• **What is being asked**:
Search the data for the word "parser" and copy every line where it occurs.

Data items:
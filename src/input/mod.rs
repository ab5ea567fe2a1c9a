//! 入力処理モジュール
//!
//! ed 形式のコマンド行の解析を提供

pub mod parser;

// 公開API
pub use parser::Command;
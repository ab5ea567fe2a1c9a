//! バッファ管理モジュール
//!
//! 行単位のテキストデータと現在行の管理、アドレス解決を提供

pub mod address;
pub mod line_buffer;

// 公開API
pub use address::{Address, AddressRange, Base};
pub use line_buffer::{DeletedLines, LineBuffer, LineRange, Snapshot};
pub use crate::error::BufferError;
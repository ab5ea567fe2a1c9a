use anyhow::Context;
use lineed::config::{CliOptions, Config};
use lineed::error::ErrorDisplay;
use lineed::{error, logging, App};
use std::io;

fn main() -> anyhow::Result<()> {
    error::setup_panic_handler();

    let options = CliOptions::parse(std::env::args().skip(1))?;
    if options.show_help {
        print!("{}", CliOptions::usage());
        return Ok(());
    }

    let config = load_config(&options).context("failed to load configuration")?;
    logging::init(config.logger()).context("failed to initialize logging")?;

    let mut app = App::with_config(&config);
    if let Some(file) = &options.file {
        if let Err(err) = app.open_file(file) {
            log::warn!("could not open {}: {}", file, err);
            for line in ErrorDisplay::new(&err).diagnostic_lines(config.verbose_errors) {
                eprintln!("{}", line);
            }
        }
    }

    let stdin = io::stdin();
    let stdout = io::stdout();
    app.run(stdin.lock(), stdout.lock())
        .context("I/O error while reading commands")?;

    Ok(())
}

/// 設定ファイルを読み込み、コマンドライン引数で上書きする
fn load_config(options: &CliOptions) -> lineed::Result<Config> {
    Ok(Config::load()?.merged_with(options)?)
}
//! ロギングシステム
//!
//! `log` ファサードのバックエンド。開発者向けの詳細ログを stderr とログファイルへ出力する

use crate::error::ConfigError;
use serde::Deserialize;
use std::fs::OpenOptions;
use std::io::Write;
use std::path::PathBuf;
use std::str::FromStr;

/// ログレベル
#[derive(Debug, Clone, Copy, PartialEq, Eq, PartialOrd, Ord, Deserialize)]
#[serde(rename_all = "lowercase")]
pub enum LogLevel {
    Debug,
    Info,
    Warning,
    Error,
    Fatal,
}

impl LogLevel {
    fn tag(self) -> &'static str {
        match self {
            LogLevel::Debug => "DEBUG",
            LogLevel::Info => "INFO",
            LogLevel::Warning => "WARNING",
            LogLevel::Error => "ERROR",
            LogLevel::Fatal => "FATAL",
        }
    }

    /// `log` クレートのフィルタへ変換
    pub fn to_level_filter(self) -> log::LevelFilter {
        match self {
            LogLevel::Debug => log::LevelFilter::Debug,
            LogLevel::Info => log::LevelFilter::Info,
            LogLevel::Warning => log::LevelFilter::Warn,
            LogLevel::Error | LogLevel::Fatal => log::LevelFilter::Error,
        }
    }

    fn from_record_level(level: log::Level) -> Self {
        match level {
            log::Level::Error => LogLevel::Error,
            log::Level::Warn => LogLevel::Warning,
            log::Level::Info => LogLevel::Info,
            log::Level::Debug | log::Level::Trace => LogLevel::Debug,
        }
    }
}

impl Default for LogLevel {
    fn default() -> Self {
        LogLevel::Warning
    }
}

impl FromStr for LogLevel {
    type Err = ConfigError;

    fn from_str(s: &str) -> Result<Self, Self::Err> {
        match s.to_ascii_lowercase().as_str() {
            "debug" => Ok(LogLevel::Debug),
            "info" => Ok(LogLevel::Info),
            "warn" | "warning" => Ok(LogLevel::Warning),
            "error" => Ok(LogLevel::Error),
            "fatal" => Ok(LogLevel::Fatal),
            _ => Err(ConfigError::InvalidValue {
                key: "log_level".to_string(),
                value: s.to_string(),
            }),
        }
    }
}

/// ロガー
///
/// * 開発者向け詳細ログを stderr へ出力
/// * `with_file_output` 指定時はファイルへ追記
#[derive(Debug, Clone)]
pub struct Logger {
    level: LogLevel,
    output_stderr: bool,
    output_file: Option<PathBuf>,
}

impl Logger {
    /// デフォルト構築
    pub fn new(level: LogLevel) -> Self {
        Self {
            level,
            output_stderr: true,
            output_file: None,
        }
    }

    /// ログレベルを取得
    pub fn level(&self) -> LogLevel {
        self.level
    }

    /// ファイル出力を設定
    pub fn with_file_output<P: Into<PathBuf>>(mut self, path: P) -> Self {
        self.output_file = Some(path.into());
        self
    }

    /// 標準エラー出力を無効化（テスト向け）
    #[cfg(test)]
    pub fn without_stderr(mut self) -> Self {
        self.output_stderr = false;
        self
    }

    fn should_log(&self, level: LogLevel) -> bool {
        level >= self.level
    }

    fn write_line(&self, message: &str) {
        if self.output_stderr {
            eprintln!("{}", message);
        }

        if let Some(path) = &self.output_file {
            if let Ok(mut file) = OpenOptions::new().create(true).append(true).open(path) {
                let _ = writeln!(file, "{}", message);
            }
        }
    }
}

impl log::Log for Logger {
    fn enabled(&self, metadata: &log::Metadata) -> bool {
        self.should_log(LogLevel::from_record_level(metadata.level()))
    }

    fn log(&self, record: &log::Record) {
        if !self.enabled(record.metadata()) {
            return;
        }
        let level = LogLevel::from_record_level(record.level());
        self.write_line(&format!("{}: {} in {}", level.tag(), record.args(), record.target()));
    }

    fn flush(&self) {}
}

/// ロガーを `log` ファサードに登録（プロセスで一度だけ）
pub fn init(logger: Logger) -> Result<(), log::SetLoggerError> {
    let filter = logger.level().to_level_filter();
    log::set_boxed_logger(Box::new(logger))?;
    log::set_max_level(filter);
    Ok(())
}
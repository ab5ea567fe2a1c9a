//! 取り消し可能なバッファエンジン
//!
//! `LineBuffer` を所有し、変更操作をすべて `EditCommand` として実行して履歴に積む。
//! 失敗した操作はバッファ・現在行・履歴のいずれも変更しない。

use crate::buffer::{AddressRange, LineBuffer, LineRange};
use crate::editor::command::EditCommand;
use crate::editor::history::UndoHistory;
use crate::error::{buffer, BufferError, Result};
use crate::file::LineSource;

/// 行エディタ本体
#[derive(Debug, Clone, Default)]
pub struct LineEditor {
    buffer: LineBuffer,
    history: UndoHistory,
}

impl LineEditor {
    /// 空のバッファと深さ1の履歴で作成
    pub fn new() -> Self {
        Self::default()
    }

    /// 履歴の深さを指定して作成
    pub fn with_undo_depth(depth: usize) -> Self {
        Self {
            buffer: LineBuffer::new(),
            history: UndoHistory::with_depth(depth),
        }
    }

    pub fn buffer(&self) -> &LineBuffer {
        &self.buffer
    }

    pub fn size(&self) -> usize {
        self.buffer.size()
    }

    pub fn current_line_number(&self) -> usize {
        self.buffer.current_line_number()
    }

    /// 取り消し可能なコマンドがあるか
    pub fn can_undo(&self) -> bool {
        !self.history.is_empty()
    }

    pub fn undo_depth(&self) -> usize {
        self.history.depth()
    }

    fn execute(&mut self, command: EditCommand) -> buffer::Result<()> {
        let name = command.name();
        let applied = command.apply(&mut self.buffer)?;
        log::debug!(
            "applied {} (size={}, current={})",
            name,
            self.buffer.size(),
            self.buffer.current_line_number()
        );

        if let Some(dropped) = self.history.push(applied) {
            log::debug!("undo history full, dropped {}", dropped.name());
        }
        Ok(())
    }

    /// 行ソースの内容でバッファを置き換える
    ///
    /// 読み込みに失敗した場合は何も変更しない
    pub fn read_buffer<S: LineSource + ?Sized>(&mut self, source: &mut S) -> Result<()> {
        let lines = source.read_lines()?;
        log::info!("loading {} lines from {}", lines.len(), source.describe());
        self.execute(EditCommand::BulkReplace { lines })?;
        Ok(())
    }

    /// 行ソースの内容を最終行の後に追加し、追加した行数を返す
    pub fn append_from_source<S: LineSource + ?Sized>(&mut self, source: &mut S) -> Result<usize> {
        let lines = source.read_lines()?;
        let count = lines.len();
        log::info!("appending {} lines from {}", count, source.describe());
        self.execute(EditCommand::InsertLines {
            after: self.buffer.size(),
            lines,
        })?;
        Ok(count)
    }

    /// バッファを空にする
    pub fn clear_buffer(&mut self) -> buffer::Result<()> {
        self.execute(EditCommand::BulkReplace { lines: Vec::new() })
    }

    /// 現在行の後に行を追加
    pub fn add_lines(&mut self, lines: Vec<String>) -> buffer::Result<()> {
        self.add_lines_after(self.buffer.current_line_number(), lines)
    }

    /// 指定行の後に行を追加（0 は先頭）
    pub fn add_lines_after(&mut self, position: usize, lines: Vec<String>) -> buffer::Result<()> {
        self.execute(EditCommand::InsertLines { after: position, lines })
    }

    /// `[start, end]` を削除
    pub fn delete_lines(&mut self, start: usize, end: usize) -> buffer::Result<()> {
        self.execute(EditCommand::DeleteLines { start, end })
    }

    /// `[start, end]` を取得（履歴には残らない）
    pub fn print_lines(&self, start: usize, end: usize) -> buffer::Result<&[String]> {
        self.buffer.lines_in_range(start, end)
    }

    /// 現在行を移動（取り消し可能）
    pub fn go_to_line(&mut self, line: usize) -> buffer::Result<()> {
        self.execute(EditCommand::Goto { line })
    }

    /// アドレストークンを行範囲に解決
    pub fn get_line_range(&self, token: &str) -> buffer::Result<LineRange> {
        AddressRange::parse(token)?.resolve(&self.buffer, token)
    }

    /// アドレストークンを挿入位置に解決（0 = 先頭の前）
    pub fn get_insert_position(&self, token: &str) -> buffer::Result<usize> {
        AddressRange::parse(token)?.resolve_position(&self.buffer, token)
    }

    /// 直前の変更を取り消す
    pub fn undo(&mut self) -> buffer::Result<()> {
        let command = self.history.pop().ok_or(BufferError::NothingToUndo)?;
        let name = command.name();
        command.undo(&mut self.buffer)?;
        log::debug!(
            "undid {} (size={}, current={})",
            name,
            self.buffer.size(),
            self.buffer.current_line_number()
        );
        Ok(())
    }

    /// 最新のコマンドを取り消さずに破棄する（起動時の読み込み用）
    pub fn discard_last_command(&mut self) -> bool {
        match self.history.pop() {
            Some(command) => {
                log::debug!("discarded {} from undo history", command.name());
                true
            }
            None => false,
        }
    }
}
//! アドレス解決
//!
//! `3`, `.`, `$`, `.+2`, `-`, `1,$`, `,`, `;` などのアドレストークンを
//! バッファの範囲に照らして検証済みの `LineRange` に変換する

use crate::buffer::line_buffer::{LineBuffer, LineRange};
use crate::error::{buffer::Result, BufferError};

/// アドレスの基準点
#[derive(Debug, Clone, Copy, PartialEq, Eq)]
pub enum Base {
    /// `.` または基準省略
    Current,
    /// `$`
    Last,
    /// 明示的な行番号
    Line(usize),
}

/// 単一アドレス（基準点＋オフセット）
#[derive(Debug, Clone, Copy, PartialEq, Eq)]
pub struct Address {
    pub base: Base,
    pub offset: isize,
}

impl Address {
    pub fn current() -> Self {
        Self { base: Base::Current, offset: 0 }
    }

    pub fn last() -> Self {
        Self { base: Base::Last, offset: 0 }
    }

    pub fn line(number: usize) -> Self {
        Self { base: Base::Line(number), offset: 0 }
    }

    /// バッファに照らして行番号を計算（範囲検証はしない。負になる場合は `None`）
    fn evaluate(&self, buffer: &LineBuffer) -> Option<usize> {
        self.evaluate_from(buffer.current_line_number(), buffer)
    }

    /// `current` を現在行とみなして計算
    fn evaluate_from(&self, current: usize, buffer: &LineBuffer) -> Option<usize> {
        let base = match self.base {
            Base::Current => current,
            Base::Last => buffer.last_line_number(),
            Base::Line(number) => number,
        };
        base.checked_add_signed(self.offset)
    }
}

/// アドレス範囲の構文
#[derive(Debug, Clone, Copy, PartialEq, Eq)]
pub enum AddressRange {
    /// アドレス省略（現在行）
    Default,
    /// 単一アドレス
    Single(Address),
    /// `a,b`
    Pair(Address, Address),
    /// `a;b`（`b` は `a` を現在行として評価）
    Anchored(Address, Address),
    /// `,`（バッファ全体）
    Whole,
    /// `;`（現在行から最終行まで）
    FromCurrent,
}

impl AddressRange {
    /// アドレストークンを構文解析
    pub fn parse(token: &str) -> Result<Self> {
        let trimmed = token.trim();
        let invalid = || BufferError::Address { token: token.to_string() };

        match trimmed {
            "" => return Ok(AddressRange::Default),
            "," => return Ok(AddressRange::Whole),
            ";" => return Ok(AddressRange::FromCurrent),
            _ => {}
        }

        match trimmed.find([',', ';']) {
            Some(idx) => {
                let first = parse_address(&trimmed[..idx]).ok_or_else(invalid)?;
                let second = parse_address(&trimmed[idx + 1..]).ok_or_else(invalid)?;
                if trimmed[idx..].starts_with(';') {
                    Ok(AddressRange::Anchored(first, second))
                } else {
                    Ok(AddressRange::Pair(first, second))
                }
            }
            None => parse_address(trimmed)
                .map(AddressRange::Single)
                .ok_or_else(invalid),
        }
    }

    /// 範囲をバッファに照らして解決
    ///
    /// 空バッファへの参照はアドレスエラー、範囲外は範囲エラー
    pub fn resolve(&self, buffer: &LineBuffer, token: &str) -> Result<LineRange> {
        if buffer.is_empty() {
            return Err(BufferError::Address { token: token.to_string() });
        }

        let (start, end) = match self {
            AddressRange::Default => (Some(buffer.current_line_number()), Some(buffer.current_line_number())),
            AddressRange::Single(address) => {
                let line = address.evaluate(buffer);
                (line, line)
            }
            AddressRange::Pair(first, second) => (first.evaluate(buffer), second.evaluate(buffer)),
            AddressRange::Anchored(first, second) => {
                let start = first.evaluate(buffer);
                (start, start.and_then(|line| second.evaluate_from(line, buffer)))
            }
            AddressRange::Whole => (Some(1), Some(buffer.size())),
            AddressRange::FromCurrent => (Some(buffer.current_line_number()), Some(buffer.size())),
        };

        let start = start.unwrap_or(0);
        let end = end.unwrap_or(0);
        if start < 1 || start > end || end > buffer.size() {
            return Err(BufferError::Range { start, end, size: buffer.size() });
        }
        Ok(LineRange::new(start, end))
    }

    /// 挿入位置として解決（0 = 先頭の前、空バッファでも可）
    pub fn resolve_position(&self, buffer: &LineBuffer, token: &str) -> Result<usize> {
        let position = match self {
            AddressRange::Default => Some(buffer.current_line_number()),
            AddressRange::Single(address) => address.evaluate(buffer),
            AddressRange::Pair(_, second) => second.evaluate(buffer),
            AddressRange::Anchored(first, second) => first
                .evaluate(buffer)
                .and_then(|line| second.evaluate_from(line, buffer)),
            AddressRange::Whole | AddressRange::FromCurrent => Some(buffer.size()),
        };

        match position {
            Some(line) if line <= buffer.size() => Ok(line),
            Some(line) => Err(BufferError::Range { start: line, end: line, size: buffer.size() }),
            None => Err(BufferError::Address { token: token.to_string() }),
        }
    }
}

/// `base? (('+'|'-') digits?)*`
fn parse_address(text: &str) -> Option<Address> {
    let text = text.trim();
    if text.is_empty() {
        return None;
    }

    let mut chars = text.char_indices().peekable();
    let base = match chars.peek() {
        Some((_, '.')) => {
            chars.next();
            Base::Current
        }
        Some((_, '$')) => {
            chars.next();
            Base::Last
        }
        Some((_, c)) if c.is_ascii_digit() => {
            let mut end = text.len();
            while let Some(&(idx, c)) = chars.peek() {
                if !c.is_ascii_digit() {
                    end = idx;
                    break;
                }
                chars.next();
            }
            Base::Line(text[..end].parse().ok()?)
        }
        Some((_, '+')) | Some((_, '-')) => Base::Current,
        _ => return None,
    };

    let mut offset: isize = 0;
    while let Some((_, sign)) = chars.next() {
        let direction = match sign {
            '+' => 1,
            '-' => -1,
            _ => return None,
        };

        let mut digits = String::new();
        while let Some(&(_, c)) = chars.peek() {
            if !c.is_ascii_digit() {
                break;
            }
            digits.push(c);
            chars.next();
        }

        let amount: isize = if digits.is_empty() { 1 } else { digits.parse().ok()? };
        offset = offset.checked_add(direction * amount)?;
    }

    Some(Address { base, offset })
}
//! 取り消し履歴
//!
//! 適用済みコマンドを新しい順に保持する有限長の両端キュー。
//! 既定の深さは1（直前の変更のみ取り消し可能）。

use crate::editor::command::AppliedCommand;
use std::collections::VecDeque;

/// 既定の履歴の深さ
pub const DEFAULT_UNDO_DEPTH: usize = 1;

/// 取り消し履歴
#[derive(Debug, Clone)]
pub struct UndoHistory {
    /// 履歴エントリ（新しいものが先頭）
    entries: VecDeque<AppliedCommand>,
    /// 最大保持数
    depth: usize,
}

impl UndoHistory {
    pub fn new() -> Self {
        Self::with_depth(DEFAULT_UNDO_DEPTH)
    }

    /// 最大保持数を指定して作成（0 は 1 として扱う）
    pub fn with_depth(depth: usize) -> Self {
        let depth = depth.max(1);
        Self {
            entries: VecDeque::with_capacity(depth),
            depth,
        }
    }

    /// コマンドを追加し、押し出された最古のエントリを返す
    pub fn push(&mut self, command: AppliedCommand) -> Option<AppliedCommand> {
        self.entries.push_front(command);
        if self.entries.len() > self.depth {
            self.entries.pop_back()
        } else {
            None
        }
    }

    /// 最新のエントリを取り出す
    pub fn pop(&mut self) -> Option<AppliedCommand> {
        self.entries.pop_front()
    }

    pub fn len(&self) -> usize {
        self.entries.len()
    }

    pub fn is_empty(&self) -> bool {
        self.entries.is_empty()
    }

    pub fn depth(&self) -> usize {
        self.depth
    }
}

impl Default for UndoHistory {
    fn default() -> Self {
        Self::new()
    }
}

#[cfg(test)]
mod tests {
    use super::*;

    fn goto(line: usize) -> AppliedCommand {
        AppliedCommand::Goto { line, previous_line: 1 }
    }

    #[test]
    fn test_single_slot_replaces_previous_entry() {
        let mut history = UndoHistory::new();
        assert_eq!(history.push(goto(1)), None);
        assert_eq!(history.push(goto(2)), Some(goto(1)));
        assert_eq!(history.len(), 1);
        assert_eq!(history.pop(), Some(goto(2)));
        assert!(history.pop().is_none());
    }

    #[test]
    fn test_deeper_history_pops_newest_first() {
        let mut history = UndoHistory::with_depth(3);
        for line in 1..=4 {
            history.push(goto(line));
        }
        assert_eq!(history.len(), 3);
        assert_eq!(history.pop(), Some(goto(4)));
        assert_eq!(history.pop(), Some(goto(3)));
        assert_eq!(history.pop(), Some(goto(2)));
        assert!(history.is_empty());
    }

    #[test]
    fn test_zero_depth_is_clamped() {
        assert_eq!(UndoHistory::with_depth(0).depth(), 1);
    }
}
//! ファイル操作モジュール
//!
//! ファイルからの行読み込みとファイル名展開。書き込みは行わない（バッファは読み取り専用）

pub mod path;
pub mod source;

// 公開API
pub use path::expand_path;
pub use source::{split_lines, FileLineSource, LineSource, VecLineSource};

• **Task output**:
pub mod parser;
pub use parser::Command;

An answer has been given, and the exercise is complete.